Does Britain recruit its police from Mars?
They say to use a sign to warn burglars about expensive tools
Police told a man worried about his shed being burgled to put up a sign warning thieves that they could get electrocuted if they tried to pinch his valuable equipment.
David Bishop was given that advice after attended a police meeting in Tatsfield, Surrey, following a string of shed burglaries in the surrounding area.
Police previously told residents they should use 'good quality locks and bolts' and not resort to use home-made devices like putting wire mesh around shed windows as burglars may 'hurt themselves' and sue for compensation.
But this week, Mr Bishop a former BBC engineer in his 60s, said that he had approached a PCSO after the meeting to find out how he could protect his electrical gear, which is worth thousands of pounds.
Rather than being given sensible advice about how to store the valuable equipment - some which carry up to 30,000 volts - Mr Bishop says he was told to put up a fluorescent sign to warn crooks they were 'in danger'. He was told that the best sign to use would be a yellow sign with 'WARNING - ELECTRICAL TOOLS' written on it - and just in case the burglar didn't get the message - or couldn't read - he was also advised to add a 'lightning bolt' to indicate the danger. Mr Bishop was also told the sign needed to be fluorescent as 'most burglaries happen in the dark'.

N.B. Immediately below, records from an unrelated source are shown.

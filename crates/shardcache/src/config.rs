// Copyright (c) Microsoft Corporation.
// Licensed under the MIT License.

//! Deserializable cache configuration.
//!
//! Durations are written as whole seconds under `*_secs` keys:
//!
//! ```
//! use shardcache::CacheConfig;
//! use std::time::Duration;
//!
//! let config: CacheConfig = serde_json::from_str(r#"{
//!     "name": "users",
//!     "nodes": [
//!         { "address": "10.0.0.1:6379" },
//!         { "address": "10.0.0.2:6379", "weight": 50 }
//!     ],
//!     "options": { "expiry_secs": 3600, "flight_timeout_secs": 2 }
//! }"#).unwrap();
//!
//! assert_eq!(config.nodes[0].weight, 100);
//! assert_eq!(config.options.expiry, Duration::from_secs(3600));
//! assert_eq!(config.options.not_found_expiry, Duration::from_secs(60));
//! assert_eq!(config.options.flight_timeout, Some(Duration::from_secs(2)));
//! ```

use std::time::Duration;

use serde::{Deserialize, Serialize};

use crate::ring::TOP_WEIGHT;

const DEFAULT_EXPIRY: Duration = Duration::from_secs(7 * 24 * 60 * 60);
const DEFAULT_NOT_FOUND_EXPIRY: Duration = Duration::from_secs(60);
const DEFAULT_DEVIATION: f64 = 0.05;
const DEFAULT_STAT_INTERVAL: Duration = Duration::from_secs(60);

/// One backend node of a cluster.
#[derive(Debug, Clone, PartialEq, Eq, Serialize, Deserialize)]
pub struct NodeConfig {
    /// Address identifying the node; also its position seed on the hash ring.
    pub address: String,
    /// Share of the keyspace relative to [`TOP_WEIGHT`].
    #[serde(default = "default_weight")]
    pub weight: u32,
}

impl NodeConfig {
    /// Creates a node with full weight.
    pub fn new(address: impl Into<String>) -> Self {
        Self {
            address: address.into(),
            weight: TOP_WEIGHT,
        }
    }

    /// Sets the node weight.
    #[must_use]
    pub fn with_weight(mut self, weight: u32) -> Self {
        self.weight = weight;
        self
    }
}

fn default_weight() -> u32 {
    TOP_WEIGHT
}

/// Caching policy shared by every node of a cache.
#[derive(Debug, Clone, PartialEq, Serialize, Deserialize)]
#[serde(default)]
pub struct CacheOptions {
    /// TTL of cached values. Defaults to 7 days.
    #[serde(rename = "expiry_secs", with = "secs")]
    pub expiry: Duration,
    /// TTL of absence placeholders. Defaults to 1 minute.
    #[serde(rename = "not_found_expiry_secs", with = "secs")]
    pub not_found_expiry: Duration,
    /// Fraction by which every TTL is randomly shortened or extended. Defaults to 0.05.
    pub deviation: f64,
    /// How often hit and miss counters are logged. Defaults to 1 minute.
    #[serde(rename = "stat_interval_secs", with = "secs")]
    pub stat_interval: Duration,
    /// Upper bound on how long a caller takes part in a single flight. Unbounded by default.
    #[serde(rename = "flight_timeout_secs", with = "optional_secs")]
    pub flight_timeout: Option<Duration>,
    /// Also return delete failures to the caller after handing them to the cleaner.
    pub strict_delete: bool,
}

impl Default for CacheOptions {
    fn default() -> Self {
        Self {
            expiry: DEFAULT_EXPIRY,
            not_found_expiry: DEFAULT_NOT_FOUND_EXPIRY,
            deviation: DEFAULT_DEVIATION,
            stat_interval: DEFAULT_STAT_INTERVAL,
            flight_timeout: None,
            strict_delete: false,
        }
    }
}

/// A named cache spread over a set of nodes.
#[derive(Debug, Clone, PartialEq, Serialize, Deserialize)]
pub struct CacheConfig {
    /// Name used in logs.
    pub name: String,
    /// The backend nodes.
    pub nodes: Vec<NodeConfig>,
    /// Caching policy.
    #[serde(default)]
    pub options: CacheOptions,
}

mod secs {
    use std::time::Duration;

    use serde::{Deserialize, Deserializer, Serializer};

    pub fn serialize<S: Serializer>(value: &Duration, serializer: S) -> Result<S::Ok, S::Error> {
        serializer.serialize_u64(value.as_secs())
    }

    pub fn deserialize<'de, D: Deserializer<'de>>(deserializer: D) -> Result<Duration, D::Error> {
        u64::deserialize(deserializer).map(Duration::from_secs)
    }
}

mod optional_secs {
    use std::time::Duration;

    use serde::{Deserialize, Deserializer, Serializer};

    #[expect(clippy::ref_option, reason = "signature required by serde's `with` attribute")]
    pub fn serialize<S: Serializer>(value: &Option<Duration>, serializer: S) -> Result<S::Ok, S::Error> {
        match value {
            Some(duration) => serializer.serialize_some(&duration.as_secs()),
            None => serializer.serialize_none(),
        }
    }

    pub fn deserialize<'de, D: Deserializer<'de>>(deserializer: D) -> Result<Option<Duration>, D::Error> {
        Option::<u64>::deserialize(deserializer).map(|secs| secs.map(Duration::from_secs))
    }
}

#[cfg(test)]
mod tests {
    use pretty_assertions::assert_eq;

    use super::*;

    #[test]
    fn defaults() {
        let options = CacheOptions::default();
        assert_eq!(options.expiry, Duration::from_secs(604_800));
        assert_eq!(options.not_found_expiry, Duration::from_secs(60));
        assert!((options.deviation - 0.05).abs() < f64::EPSILON);
        assert_eq!(options.stat_interval, Duration::from_secs(60));
        assert_eq!(options.flight_timeout, None);
        assert!(!options.strict_delete);
    }

    #[test]
    fn empty_options_deserialize_to_defaults() {
        let options: CacheOptions = serde_json::from_str("{}").unwrap();
        assert_eq!(options, CacheOptions::default());
    }

    #[test]
    fn options_round_trip_through_seconds() {
        let options = CacheOptions {
            expiry: Duration::from_secs(10),
            flight_timeout: Some(Duration::from_secs(3)),
            strict_delete: true,
            ..CacheOptions::default()
        };

        let json = serde_json::to_value(&options).unwrap();
        assert_eq!(json["expiry_secs"], 10);
        assert_eq!(json["flight_timeout_secs"], 3);

        let parsed: CacheOptions = serde_json::from_value(json).unwrap();
        assert_eq!(parsed, options);
    }

    #[test]
    fn node_weight_defaults_to_top_weight() {
        let node: NodeConfig = serde_json::from_str(r#"{ "address": "a:1" }"#).unwrap();
        assert_eq!(node, NodeConfig::new("a:1"));
        assert_eq!(NodeConfig::new("a:1").with_weight(30).weight, 30);
    }

    #[test]
    fn cache_config_requires_nodes() {
        let result = serde_json::from_str::<CacheConfig>(r#"{ "name": "users" }"#);
        assert!(result.is_err());
    }
}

Speaking this week Mr Bishop said: "Have you ever heard of anything so ridiculous? "I am an engineer and obviously from time to time I have test equipment." He added: "The police already told me that I shouldn't have wire on the windows as it may hurt the burglars, so I asked a PCSO 'What do I do to protect my equipment?' "That's when I was told to make a sign warning people there were electrical goods inside.
"I couldn't believe it - and then I was told that it might be an idea to make it a sign that could be seen in the dark."

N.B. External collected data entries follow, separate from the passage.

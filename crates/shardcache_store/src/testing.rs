// Copyright (c) Microsoft Corporation.
// Licensed under the MIT License.

//! Mock store implementation for testing.
//!
//! This module provides `MockStore`, an in-memory store that records every operation,
//! remembers the TTL each entry was written with, and supports failure injection for
//! testing error paths.

use std::{collections::HashMap, sync::Arc, time::Duration};

use bytes::Bytes;
use parking_lot::Mutex;

use crate::{CacheStore, Error};

/// Recorded store operation with full context.
#[derive(Debug, Clone, PartialEq, Eq)]
pub enum StoreOp {
    /// A get operation was performed with the given key.
    Get(String),
    /// A set operation was performed.
    Set {
        /// The key that was written.
        key: String,
        /// The payload that was written.
        value: Bytes,
        /// The TTL the payload was written with.
        ttl: Duration,
    },
    /// A conditional set operation was performed.
    SetIfAbsent {
        /// The key that was written.
        key: String,
        /// The payload that was written.
        value: Bytes,
        /// The TTL the payload was written with.
        ttl: Duration,
    },
    /// A delete operation was performed with the given keys.
    Delete(Vec<String>),
}

impl StoreOp {
    /// Returns true if this operation touches `key`.
    #[must_use]
    pub fn touches(&self, key: &str) -> bool {
        match self {
            Self::Get(k) | Self::Set { key: k, .. } | Self::SetIfAbsent { key: k, .. } => k == key,
            Self::Delete(keys) => keys.iter().any(|k| k == key),
        }
    }
}

#[derive(Debug, Clone)]
struct StoredEntry {
    payload: Bytes,
    ttl: Duration,
}

type FailPredicate = Box<dyn Fn(&StoreOp) -> bool + Send + Sync>;

/// A configurable mock store for testing.
///
/// Entries never expire on their own; the TTL they were written with is kept so tests
/// can inspect it through [`MockStore::ttl`]. Clones share the same state, so a test can
/// hand one clone to the code under test and keep another for assertions.
///
/// # Examples
///
/// ```
/// use bytes::Bytes;
/// use shardcache_store::{CacheStore, testing::{MockStore, StoreOp}};
/// use std::time::Duration;
///
/// # #[tokio::main(flavor = "current_thread")]
/// # async fn main() {
/// let store = MockStore::new();
///
/// store.set("key", Bytes::from_static(b"42"), Duration::from_secs(60)).await.unwrap();
/// assert_eq!(store.get("key").await.unwrap(), Some(Bytes::from_static(b"42")));
/// assert_eq!(store.ttl("key"), Some(Duration::from_secs(60)));
///
/// // Fail every delete
/// store.fail_when(|op| matches!(op, StoreOp::Delete(_)));
/// assert!(store.delete(&["key".to_string()]).await.is_err());
/// # }
/// ```
pub struct MockStore {
    data: Arc<Mutex<HashMap<String, StoredEntry>>>,
    operations: Arc<Mutex<Vec<StoreOp>>>,
    fail_when: Arc<Mutex<Option<FailPredicate>>>,
}

impl std::fmt::Debug for MockStore {
    fn fmt(&self, f: &mut std::fmt::Formatter<'_>) -> std::fmt::Result {
        f.debug_struct("MockStore")
            .field("data", &self.data)
            .field("operations", &self.operations)
            .field("fail_when", &self.fail_when.lock().is_some())
            .finish()
    }
}

impl Clone for MockStore {
    fn clone(&self) -> Self {
        Self {
            data: Arc::clone(&self.data),
            operations: Arc::clone(&self.operations),
            fail_when: Arc::clone(&self.fail_when),
        }
    }
}

impl Default for MockStore {
    fn default() -> Self {
        Self::new()
    }
}

impl MockStore {
    /// Creates a new empty mock store.
    #[must_use]
    pub fn new() -> Self {
        Self {
            data: Arc::new(Mutex::new(HashMap::new())),
            operations: Arc::new(Mutex::new(Vec::new())),
            fail_when: Arc::new(Mutex::new(None)),
        }
    }

    /// Sets a predicate that determines when operations should fail.
    ///
    /// The predicate receives the operation and returns `true` if it should fail.
    /// Failed operations are still recorded.
    pub fn fail_when<F>(&self, predicate: F)
    where
        F: Fn(&StoreOp) -> bool + Send + Sync + 'static,
    {
        *self.fail_when.lock() = Some(Box::new(predicate));
    }

    /// Clears the failure predicate, allowing all operations to succeed.
    pub fn clear_failures(&self) {
        *self.fail_when.lock() = None;
    }

    /// Returns a clone of all recorded operations.
    #[must_use]
    pub fn operations(&self) -> Vec<StoreOp> {
        self.operations.lock().clone()
    }

    /// Returns how many recorded operations match `predicate`.
    #[must_use]
    pub fn count(&self, predicate: impl Fn(&StoreOp) -> bool) -> usize {
        self.operations.lock().iter().filter(|op| predicate(op)).count()
    }

    /// Clears all recorded operations.
    pub fn clear_operations(&self) {
        self.operations.lock().clear();
    }

    /// Writes a raw payload without recording an operation.
    ///
    /// Useful to plant corrupted payloads behind the cache's back.
    pub fn put_raw(&self, key: impl Into<String>, payload: impl Into<Bytes>, ttl: Duration) {
        self.data.lock().insert(
            key.into(),
            StoredEntry {
                payload: payload.into(),
                ttl,
            },
        );
    }

    /// Returns the raw payload stored under `key` without recording an operation.
    #[must_use]
    pub fn raw(&self, key: &str) -> Option<Bytes> {
        self.data.lock().get(key).map(|entry| entry.payload.clone())
    }

    /// Returns the TTL `key` was last written with.
    #[must_use]
    pub fn ttl(&self, key: &str) -> Option<Duration> {
        self.data.lock().get(key).map(|entry| entry.ttl)
    }

    /// Returns true if the store contains the given key.
    #[must_use]
    pub fn contains_key(&self, key: &str) -> bool {
        self.data.lock().contains_key(key)
    }

    /// Returns the number of entries in the store.
    #[must_use]
    pub fn entry_count(&self) -> usize {
        self.data.lock().len()
    }

    fn check(&self, op: StoreOp) -> Result<(), Error> {
        let fail = self.fail_when.lock().as_ref().is_some_and(|predicate| predicate(&op));
        self.operations.lock().push(op);
        if fail {
            Err(Error::from_message("mock: store unavailable"))
        } else {
            Ok(())
        }
    }
}

impl CacheStore for MockStore {
    async fn get(&self, key: &str) -> Result<Option<Bytes>, Error> {
        self.check(StoreOp::Get(key.to_string()))?;
        Ok(self.raw(key))
    }

    async fn set(&self, key: &str, value: Bytes, ttl: Duration) -> Result<(), Error> {
        self.check(StoreOp::Set {
            key: key.to_string(),
            value: value.clone(),
            ttl,
        })?;
        self.put_raw(key, value, ttl);
        Ok(())
    }

    async fn set_if_absent(&self, key: &str, value: Bytes, ttl: Duration) -> Result<bool, Error> {
        self.check(StoreOp::SetIfAbsent {
            key: key.to_string(),
            value: value.clone(),
            ttl,
        })?;
        let mut data = self.data.lock();
        if data.contains_key(key) {
            return Ok(false);
        }
        data.insert(key.to_string(), StoredEntry { payload: value, ttl });
        Ok(true)
    }

    async fn delete(&self, keys: &[String]) -> Result<u64, Error> {
        self.check(StoreOp::Delete(keys.to_vec()))?;
        let mut data = self.data.lock();
        Ok(keys.iter().filter(|key| data.remove(key.as_str()).is_some()).count() as u64)
    }
}

#[cfg(test)]
mod tests {
    use super::*;

    const TTL: Duration = Duration::from_secs(30);

    #[tokio::test]
    async fn records_operations_in_order() {
        let store = MockStore::new();
        store.set("a", Bytes::from_static(b"1"), TTL).await.unwrap();
        let _ = store.get("a").await.unwrap();
        store.delete(&["a".to_string()]).await.unwrap();

        assert_eq!(
            store.operations(),
            vec![
                StoreOp::Set {
                    key: "a".to_string(),
                    value: Bytes::from_static(b"1"),
                    ttl: TTL,
                },
                StoreOp::Get("a".to_string()),
                StoreOp::Delete(vec!["a".to_string()]),
            ]
        );
    }

    #[tokio::test]
    async fn set_if_absent_keeps_existing_value() {
        let store = MockStore::new();
        store.set("a", Bytes::from_static(b"real"), TTL).await.unwrap();

        let written = store.set_if_absent("a", Bytes::from_static(b"*"), TTL).await.unwrap();
        assert!(!written);
        assert_eq!(store.raw("a"), Some(Bytes::from_static(b"real")));

        let written = store.set_if_absent("b", Bytes::from_static(b"*"), TTL).await.unwrap();
        assert!(written);
        assert_eq!(store.raw("b"), Some(Bytes::from_static(b"*")));
    }

    #[tokio::test]
    async fn failed_operations_are_recorded_but_do_not_mutate() {
        let store = MockStore::new();
        store.put_raw("a", Bytes::from_static(b"1"), TTL);
        store.fail_when(|op| matches!(op, StoreOp::Delete(_)));

        let err = store.delete(&["a".to_string()]).await.unwrap_err();
        assert!(err.to_string().contains("unavailable"));
        assert!(store.contains_key("a"));
        assert_eq!(store.count(|op| matches!(op, StoreOp::Delete(_))), 1);

        store.clear_failures();
        assert_eq!(store.delete(&["a".to_string()]).await.unwrap(), 1);
        assert!(!store.contains_key("a"));
    }

    #[tokio::test]
    async fn delete_counts_only_existing_keys() {
        let store = MockStore::new();
        store.put_raw("a", Bytes::from_static(b"1"), TTL);
        store.put_raw("b", Bytes::from_static(b"2"), TTL);

        let removed = store
            .delete(&["a".to_string(), "b".to_string(), "missing".to_string()])
            .await
            .unwrap();
        assert_eq!(removed, 2);
        assert_eq!(store.entry_count(), 0);
    }

    #[test]
    fn put_raw_is_not_recorded() {
        let store = MockStore::new();
        store.put_raw("a", Bytes::from_static(b"{"), TTL);
        assert!(store.operations().is_empty());
        assert_eq!(store.ttl("a"), Some(TTL));
    }

    #[test]
    fn op_touches_matches_keys() {
        assert!(StoreOp::Get("a".to_string()).touches("a"));
        assert!(StoreOp::Delete(vec!["x".to_string(), "a".to_string()]).touches("a"));
        assert!(!StoreOp::Get("b".to_string()).touches("a"));
    }

    #[test]
    fn clones_share_state() {
        let store = MockStore::new();
        let clone = store.clone();
        clone.put_raw("a", Bytes::from_static(b"1"), TTL);
        assert!(store.contains_key("a"));
    }
}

He added: "It could be potentially dangerous for anyone that broke in. Not for me, because I know where the on and off switch is, but someone breaking in could be killed. "The law is so stupid, and you never know what decision judges are going to make. "People do get fed-up with these people trying to help themselves to things which you have worked hard to gather together during past years." "We have a right to protect our property - criminals have far too much protection."

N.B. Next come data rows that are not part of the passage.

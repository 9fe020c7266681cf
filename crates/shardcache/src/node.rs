// Copyright (c) Microsoft Corporation.
// Licensed under the MIT License.

//! Read-through caching on a single backend node.

use std::{fmt, sync::Arc, time::Duration};

use bytes::Bytes;
use serde::{Serialize, de::DeserializeOwned};
use shardcache_store::CacheStore;
use uniflight::UniFlight;

use crate::{
    Error, Result,
    cleanup::Cleaner,
    config::CacheOptions,
    jitter::Unstable,
    stat::Stat,
};

/// Payload cached for keys the loader reported as absent. Never valid JSON.
pub(crate) const PLACEHOLDER: &[u8] = b"*";

enum Cached<V> {
    Value(V, Bytes),
    Placeholder,
    Missing,
}

/// A cache in front of one backend store.
///
/// A node serializes values as JSON, jitters every TTL, caches absence placeholders for
/// keys the loader does not know, and coalesces concurrent loads of the same key.
///
/// # Examples
///
/// ```
/// use shardcache::{CacheOptions, Cleaner, Node};
/// use shardcache_memory::MemoryStore;
/// use std::sync::Arc;
///
/// # #[tokio::main(flavor = "current_thread")]
/// # async fn main() -> shardcache::Result<()> {
/// let cleaner = Arc::new(Cleaner::default());
/// let node = Node::new("users", "local", MemoryStore::new(), &CacheOptions::default(), cleaner);
///
/// let name: String = node
///     .take("user:1", || async { Ok::<_, std::io::Error>(Some("alice".to_string())) })
///     .await?;
/// assert_eq!(name, "alice");
///
/// // Served from the cache, the loader is not called again.
/// let cached: String = node.get("user:1").await?;
/// assert_eq!(cached, "alice");
/// # Ok(())
/// # }
/// ```
pub struct Node<S> {
    address: String,
    store: Arc<S>,
    flight: UniFlight<String, Result<Bytes>>,
    stat: Arc<Stat>,
    cleaner: Arc<Cleaner>,
    unstable: Unstable,
    expiry: Duration,
    not_found_expiry: Duration,
    flight_timeout: Option<Duration>,
    strict_delete: bool,
}

impl<S> fmt::Debug for Node<S> {
    fn fmt(&self, f: &mut fmt::Formatter<'_>) -> fmt::Result {
        f.debug_struct("Node")
            .field("address", &self.address)
            .field("expiry", &self.expiry)
            .field("not_found_expiry", &self.not_found_expiry)
            .field("flight_timeout", &self.flight_timeout)
            .field("strict_delete", &self.strict_delete)
            .finish_non_exhaustive()
    }
}

impl<S> Node<S> {
    /// The address this node was registered with.
    #[must_use]
    pub fn address(&self) -> &str {
        &self.address
    }

    /// Lookup counters of this node.
    #[must_use]
    pub fn stat(&self) -> &Stat {
        &self.stat
    }

    /// The backend store of this node.
    #[must_use]
    pub fn store(&self) -> &S {
        &self.store
    }
}

impl<S> Node<S>
where
    S: CacheStore + 'static,
{
    /// Creates a node of cache `name` in front of `store`.
    ///
    /// Failed deletes are handed to `cleaner`. When called inside a tokio runtime, hit and
    /// miss counters are logged every [`CacheOptions::stat_interval`].
    pub fn new(name: &str, address: impl Into<String>, store: S, options: &CacheOptions, cleaner: Arc<Cleaner>) -> Self {
        let address = address.into();
        let stat = Arc::new(Stat::new(name, address.clone()));
        Stat::start_reporting(&stat, options.stat_interval);

        Self {
            address,
            store: Arc::new(store),
            flight: UniFlight::new(),
            stat,
            cleaner,
            unstable: Unstable::new(options.deviation),
            expiry: options.expiry,
            not_found_expiry: options.not_found_expiry,
            flight_timeout: options.flight_timeout,
            strict_delete: options.strict_delete,
        }
    }

    /// Reads and deserializes the value cached under `key`.
    ///
    /// Returns [`Error::NotFound`] when the key is absent, holds an absence placeholder,
    /// or holds a payload that no longer deserializes. Corrupted payloads are logged and
    /// deleted so the next [`Node::take`] reloads them.
    pub async fn get<V>(&self, key: &str) -> Result<V>
    where
        V: DeserializeOwned,
    {
        match self.read(key).await? {
            Cached::Value(value, _) => Ok(value),
            Cached::Placeholder | Cached::Missing => Err(Error::NotFound),
        }
    }

    /// Caches `value` under `key` for the default expiry, jittered.
    pub async fn set<V>(&self, key: &str, value: &V) -> Result<()>
    where
        V: Serialize + ?Sized,
    {
        self.set_with_expire(key, value, self.expiry).await
    }

    /// Caches `value` under `key` for `ttl`, jittered.
    pub async fn set_with_expire<V>(&self, key: &str, value: &V, ttl: Duration) -> Result<()>
    where
        V: Serialize + ?Sized,
    {
        let payload = encode(value)?;
        self.write(key, payload, ttl).await
    }

    /// Deletes `keys`.
    ///
    /// A backend failure is logged and the delete is retried in the background. The
    /// failure is only returned when strict deletes are enabled.
    pub async fn del<K>(&self, keys: &[K]) -> Result<()>
    where
        K: AsRef<str>,
    {
        if keys.is_empty() {
            return Ok(());
        }
        self.del_owned(keys.iter().map(|key| key.as_ref().to_string()).collect()).await
    }

    /// Returns the value cached under `key`, loading and caching it on a miss.
    ///
    /// Concurrent calls for the same key share one execution of `load`. The loader
    /// returns `Ok(None)` when the source of truth has no such key; an absence
    /// placeholder is then cached and [`Error::NotFound`] returned. Loader errors are
    /// returned as [`Error::Load`] and nothing is cached.
    ///
    /// A backend read failure is returned without calling the loader.
    pub async fn take<V, F, Fut, E>(&self, key: &str, load: F) -> Result<V>
    where
        V: Serialize + DeserializeOwned,
        F: FnOnce() -> Fut,
        Fut: Future<Output = std::result::Result<Option<V>, E>>,
        E: std::error::Error + Send + Sync + 'static,
    {
        let expiry = self.expiry;
        self.do_take(key, || async move {
            load().await.map(|found| found.map(|value| (value, expiry))).map_err(Error::load)
        })
        .await
    }

    /// Like [`Node::take`], but the loader decides how long the value stays cached.
    ///
    /// The loader receives the default expiry and returns the TTL to cache the value
    /// with; the TTL is jittered like any other.
    pub async fn take_with_expire<V, F, Fut, E>(&self, key: &str, load: F) -> Result<V>
    where
        V: Serialize + DeserializeOwned,
        F: FnOnce(Duration) -> Fut,
        Fut: Future<Output = std::result::Result<Option<(V, Duration)>, E>>,
        E: std::error::Error + Send + Sync + 'static,
    {
        let expiry = self.expiry;
        self.do_take(key, || async move { load(expiry).await.map_err(Error::load) }).await
    }

    pub(crate) async fn del_owned(&self, keys: Vec<String>) -> Result<()> {
        let Err(error) = self.store.delete(&keys).await else {
            return Ok(());
        };

        tracing::error!(cache.node = %self.address, cache.keys = ?keys, error = %error, "cache.delete_failed");

        let store = Arc::clone(&self.store);
        let retry_keys = keys.clone();
        self.cleaner.schedule(keys, move || {
            let store = Arc::clone(&store);
            let keys = retry_keys.clone();
            async move { store.delete(&keys).await.map(|_| ()) }
        });

        if self.strict_delete { Err(Error::Backend(error)) } else { Ok(()) }
    }

    async fn do_take<V, F, Fut>(&self, key: &str, load: F) -> Result<V>
    where
        V: Serialize + DeserializeOwned,
        F: FnOnce() -> Fut,
        Fut: Future<Output = Result<Option<(V, Duration)>>>,
    {
        let mut fresh = None;
        let fresh_slot = &mut fresh;
        let flight = self.flight.work(key.to_string(), move || async move {
            match self.read::<V>(key).await? {
                Cached::Value(value, payload) => {
                    *fresh_slot = Some(value);
                    Ok(payload)
                }
                Cached::Placeholder => Err(Error::NotFound),
                Cached::Missing => {
                    let (value, payload) = self.load_through(key, load).await?;
                    *fresh_slot = Some(value);
                    Ok(payload)
                }
            }
        });

        let shared = match self.flight_timeout {
            Some(timeout) => tokio::time::timeout(timeout, flight)
                .await
                .map_err(|_elapsed| Error::FlightTimeout(timeout))?,
            None => flight.await,
        };

        if let Some(value) = fresh {
            return Ok(value);
        }

        // Only a follower gets here with a payload: the leader always fills `fresh`
        // before sharing one. Shared errors are not counted, the leader already did.
        let payload = shared?;
        self.stat.increment_total();
        self.stat.increment_hit();
        serde_json::from_slice(&payload).map_err(Error::decode)
    }

    async fn load_through<V, F, Fut>(&self, key: &str, load: F) -> Result<(V, Bytes)>
    where
        V: Serialize,
        F: FnOnce() -> Fut,
        Fut: Future<Output = Result<Option<(V, Duration)>>>,
    {
        let loaded = match load().await {
            Ok(loaded) => loaded,
            Err(error) => {
                self.stat.increment_db_fails();
                return Err(error);
            }
        };

        let Some((value, ttl)) = loaded else {
            let ttl = self.unstable.around_duration(self.not_found_expiry);
            if let Err(error) = self.store.set_if_absent(key, Bytes::from_static(PLACEHOLDER), ttl).await {
                tracing::error!(cache.node = %self.address, cache.key = key, error = %error, "cache.placeholder_failed");
            }
            return Err(Error::NotFound);
        };

        let payload = encode(&value)?;
        if let Err(error) = self.write(key, payload.clone(), ttl).await {
            tracing::error!(cache.node = %self.address, cache.key = key, error = %error, "cache.set_failed");
        }
        Ok((value, payload))
    }

    async fn read<V>(&self, key: &str) -> Result<Cached<V>>
    where
        V: DeserializeOwned,
    {
        self.stat.increment_total();

        let payload = match self.store.get(key).await {
            Ok(Some(payload)) => payload,
            Ok(None) => {
                self.stat.increment_miss();
                return Ok(Cached::Missing);
            }
            Err(error) => {
                self.stat.increment_miss();
                return Err(Error::Backend(error));
            }
        };

        self.stat.increment_hit();
        if payload.as_ref() == PLACEHOLDER {
            return Ok(Cached::Placeholder);
        }

        match serde_json::from_slice(&payload) {
            Ok(value) => Ok(Cached::Value(value, payload)),
            Err(error) => {
                self.heal(key, &payload, &error).await;
                Ok(Cached::Missing)
            }
        }
    }

    async fn heal(&self, key: &str, payload: &[u8], error: &serde_json::Error) {
        tracing::error!(
            cache.node = %self.address,
            cache.key = key,
            cache.value = %String::from_utf8_lossy(payload),
            error = %error,
            "cache.corrupted"
        );

        if let Err(error) = self.store.delete(&[key.to_string()]).await {
            tracing::warn!(cache.node = %self.address, cache.key = key, error = %error, "cache.corrupted.delete_failed");
        }
    }

    async fn write(&self, key: &str, payload: Bytes, ttl: Duration) -> Result<()> {
        let ttl = self.unstable.around_duration(ttl);
        self.store.set(key, payload, ttl).await.map_err(Error::Backend)
    }
}

fn encode<V>(value: &V) -> Result<Bytes>
where
    V: Serialize + ?Sized,
{
    serde_json::to_vec(value).map(Bytes::from).map_err(Error::encode)
}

Crime reduction officer for the area PC John Lee, said: "We are constantly advising homeowners to protect their property and the contents of their shed or garage, however, a commonsense approach needs to be taken.
"To properly secure your sheds, Surrey Police strongly advises people to invest in items such as good-quality locks and bolts, and not to resort to homemade devices, as this could cause injury." Surrey Police did not wish to comment on the warning sign.